In terms of deployment: gathering LH data will require adding another run at the end of the current set, which will increase the overall load on the infrastructure. On the other hand, it sounds like new agents should consume fewer cycles, so hopefully we'll come out ahead. That said, we're running close to the limit on capacity, so we should monitor things closely.

@rviscomi @pmeenan anything else we're missing here or need to think about?

In terms of timelines:

  • when should we target the agent upgrade?
  • what do we need to implement to add the LH step?

@pmeenan
Copy link
Member

pmeenan commented Apr 7, 2017

Here is a sample HAR from this test. It should mirror what we'd get since it was run on desktop Linux with mobile emulation (and the new agent).

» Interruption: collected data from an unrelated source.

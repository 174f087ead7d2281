#![cfg_attr(feature = "fail-on-warnings", deny(warnings))]
#![warn(clippy::all, clippy::pedantic, clippy::nursery, clippy::cargo)]
#![allow(clippy::multiple_crate_versions, clippy::cargo_common_metadata)]

//! Choropleth painting.
//!
//! The map shows one value per country for the selected (year, metric).
//! Two kinds of repaint exist: a year change only pushes new values, a
//! metric change pushes new values *and* swaps the color scale. The scale
//! depends on the metric alone.
//!
//! The renderer's feature objects are never touched from here directly.
//! [`ChoroplethSync`] builds an immutable [`ValueMap`] and hands it to a
//! [`MapAdapter`], which performs the copy-in.

pub mod layer;
pub mod registry;
pub mod scale;
pub mod sync;
pub mod values;

use conflict_map_data_models::Metric;

pub use layer::{FeatureLayer, HoverInfo};
pub use registry::{ScaleSet, all_scales};
pub use scale::{ColorScale, LegendStop};
pub use sync::{ChoroplethSync, MapAdapter, Repaint};
pub use values::{ValueMap, YearPartition, value_map};

/// Errors produced while loading a color scale.
#[derive(Debug, thiserror::Error)]
pub enum ScaleError {
    /// The TOML definition was malformed.
    #[error("Invalid color scale: {0}")]
    Toml(#[from] toml::de::Error),

    /// The scale has no stops.
    #[error("Color scale for {metric} has no stops")]
    Empty {
        /// Metric the scale belongs to.
        metric: Metric,
    },

    /// Thresholds are not strictly ascending, or one is not finite.
    #[error("Color scale for {metric} has unordered thresholds")]
    Unordered {
        /// Metric the scale belongs to.
        metric: Metric,
    },

    /// A stop color is not a `#RRGGBB` hex string.
    #[error("Color scale for {metric} has invalid color {color:?}")]
    Color {
        /// Metric the scale belongs to.
        metric: Metric,
        /// The offending color string.
        color: String,
    },

    /// A scale set is missing the scale for a metric.
    #[error("No color scale configured for {metric}")]
    Missing {
        /// The metric without a scale.
        metric: Metric,
    },
}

Adding the LH step is a singe additional test option (lighthouse=1) and I can have it applied automatically at the same point where I turn on tracing (2 minutes of work).

My proposal:

  • May 1 crawl: Switch all agents to the new Linux agent (without lighthouse enabled). Use the duration of the crawl to find any bottlenecks and determine how many agents we can run per server (I'm expecting to be able to run a lot more than we run for Windows from early CPU data on the public instance)

  • May 15 crawl: Don't change the crawl itself, take the time to analyze the rsults of the May 1 crawl and see if there were any shifts in the metrics or issues with the data. I'm particularly worried that some of the bytes metrics may shift since we're moving from direct measurement to translating netlogs and devtools events.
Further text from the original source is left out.